The Egyptian of that time possessed the equilibrium of his functions. Each wheel of the social machine acted, at that moment, with a vigor and an automatism which marked a life that was spontaneously disciplined, but free to define itself.

The classic sculpture came into existence only under the Middle Empire when Thebes had dethroned Memphis. From that moment and until the end of the world of the Nile, it was scarcely more than funerary and religious: statues of gods and statues of doubles. The story of the harvest, of the active work of the men and animals of the plow, of boudoir and household cares, of the adventures of every-day life, was left to painting and to the workmen of art. The sculptor of the gods was indeed a workman too, but he was raised, by the importance of his task and the strength of his faith, well above his misery. One might say that he had turned his back on the oasis, that he contemplated only the regularity of the days and the years, the sleeping and the awakening of the seasons, of the river, the sad desert, the impassible face of the sky.

We must not be too greatly surprised at seeing him thus different from the man who gave that account of the scribe with so much passionate attention. From afar, Egyptian art seems changeless and forever like itself. From near by, it offers, like that of all the other peoples, the spectacle of great evolutions, of progress toward freedom of expression, of researches in imposed hieratism. Egypt is so far from us that it all seems on the same plane. One forgets that there are fifteen or twenty centuries, the age of Christianity—between the "Seated Scribe" and the great classic period, twenty-five or thirty centuries, fifty, perhaps — twice the time that separates us from Pericles and Phidias—between the pyramids and the Saite school, the last living manifestation of the Egyptial ideal.

The arresting of Egyptian sculpture in the movement of free discovery, sketched with so much vigor by the Memphite school, was doubtless provoked by a long historical preparation whose elements are too little known for us to define them with sufficient precision.

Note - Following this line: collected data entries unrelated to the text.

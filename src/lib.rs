#![cfg_attr(docsrs, feature(doc_cfg))]

//! An embeddable HTTP/1.1 request-serving engine.
//!
//! Catzilla couples asynchronous network and filesystem I/O with a typed
//! arena allocator, a hot in-memory content cache, a lock-free priority
//! task engine, and a streaming multipart upload pipeline. A host program
//! registers routes and static mounts on a [`router::Router`], hands the
//! listener to [`serve`], and produces responses from native handlers or
//! callbacks into the host.
//!
//! # High-level features
//! - HTTP/1.1 serving on tokio + hyper with keep-alive and pipelining
//! - Static mounts with traversal/extension/symlink policy, ETags,
//!   conditional requests, range responses, and a byte-budgeted LRU hot
//!   cache with TTL sweep
//! - Typed arenas: five allocation domains with chunk recycling, stats,
//!   and cross-domain free detection
//! - Background task engine: four lock-free priority bands, delayed and
//!   retryable tasks, auto-scaling worker threads
//! - Streaming multipart uploads: size-class buffer pool, watermark
//!   backpressure, spill-to-disk, optional virus-scan hand-off
//! - Virus scanning via a clamd socket or a spawned `clamscan` binary
//!   behind one verdict interface
//! - Priority-ordered middleware with staged responses, plus a token
//!   bucket rate-limit plugin
//!
//! # Quickstart
//!
//! ```rust,no_run
//! use catzilla::{Method, router::Router, static_files::StaticMount};
//! use tokio::net::TcpListener;
//!
//! # async fn example() -> Result<(), Box<dyn std::error::Error>> {
//! let mut router = Router::new();
//! router.route(Method::GET, "/health", || async { "ok" });
//! router.mount(StaticMount::builder("/static", "./web").build());
//!
//! let listener = TcpListener::bind("127.0.0.1:8080").await?;
//! catzilla::serve(listener, router).await;
//! # Ok(())
//! # }
//! ```
//!
//! # Feature flags
//! - `jemalloc` — use jemalloc as the global allocator
//! - `telemetry` — structured tracing subscriber bootstrap

/// Typed arena allocator with per-domain bookkeeping.
pub mod arena;

/// Response body wrapper over hyper's body machinery.
pub mod body;

/// Hot in-memory content cache with LRU eviction and TTL sweep.
pub mod cache;

/// Virus-scan adapter: clamd socket and clamscan process backends.
pub mod clamav;

/// Server configuration surface.
pub mod config;

/// Background task engine and worker pool.
pub mod engine;

/// Engine error taxonomy and HTTP mapping.
pub mod error;

/// Typed request data extraction.
pub mod extractors;

/// Streaming file responses and range assembly.
pub mod file_stream;

/// Handler traits and the type-erased handler wrapper.
mod handler;

/// Middleware chain execution.
pub mod middleware;

/// Streaming multipart upload pipeline.
pub mod multipart;

/// Platform compatibility primitives.
pub mod platform;

/// Plugin registration.
pub mod plugins;

/// Lock-free multi-producer multi-consumer queues.
pub mod queue;

/// Conversion of handler return values into responses.
pub mod responder;

/// Route definition and path pattern matching.
pub mod route;

/// Request routing and dispatch.
pub mod router;

/// Accept loop and connection lifecycle.
mod server;

/// String-keyed dependency-injection context.
pub mod state;

/// Static file serving with policy enforcement.
pub mod static_files;

/// Tracing subscriber bootstrap.
#[cfg(feature = "telemetry")]
#[cfg_attr(docsrs, doc(cfg(feature = "telemetry")))]
pub mod tracing;

/// Core type aliases.
pub mod types;

pub use bytes::Bytes;
pub use http::{Method, StatusCode, header};
pub use http_body_util::Full;

pub use server::{serve, serve_with_shutdown};

/// Global memory allocator using jemalloc.
#[cfg(feature = "jemalloc")]
#[cfg_attr(docsrs, doc(cfg(feature = "jemalloc")))]
#[global_allocator]
static GLOBAL: tikv_jemallocator::Jemalloc = tikv_jemallocator::Jemalloc;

The Ancient Empire was peaceful. The Theban Empire is warlike. It draws its authority more directly from the priestly caste, in order to retain the obedience of the industrious and gentle people whom it wanted to use in its ambition for conquest. The theological mystery becomes denser. Dogma, growing more fixed, limits the flight of sculpture and, by imposing limits upon it, condemns it to research of a restricted type, which will narrow it more and more. It becomes the religious expression of a people of engineers. The statues will define the permanent aspect of Egypt, arrest life between regular dikes, cause the world to begin and end with them as the cultivated land ends and the desert begins with the limit of the river mud. Egyptian sculpture becomes a changeless architectonic frame; a century-old study of form, having penetrated the laws of its structure, has affixed this frame which will henceforth enclose the portrait of the god or the portrait of the deceased, the dwelling place of the double. Everything changes. Forms are born and effaced on the surface of the earth as easily as figures on a blackboard. There is nothing changeless save the almost mathematical relationships which animate them, binding them together with the invisible chain of abstraction. The great sculpture of Egypt materializes that abstraction and formulates in granite a geometrical ideal that seems as durable as the laws which govern the course of the heavenly bodies and the rhythm of the seasons.

Sculpture is at once the most abstract and the most positive of plastic expressions—positive, because it is impossible to evade the difficulties of the task through verbal artifices and because the form will live only on condition that it be logically constructed, from whatever side one considers it; abstract, because the law of that construction is revealed to us only by a series of more and more generalized mental operations. Before it was an art, sculpture was a science, and no sculptor can produce durable work if he has not found the generating elements of it in Nature herself. Now it was the Egyptians who taught us that, and it is perhaps not possible to understand and to love sculpture if one has not first undergone the severe education they afford us.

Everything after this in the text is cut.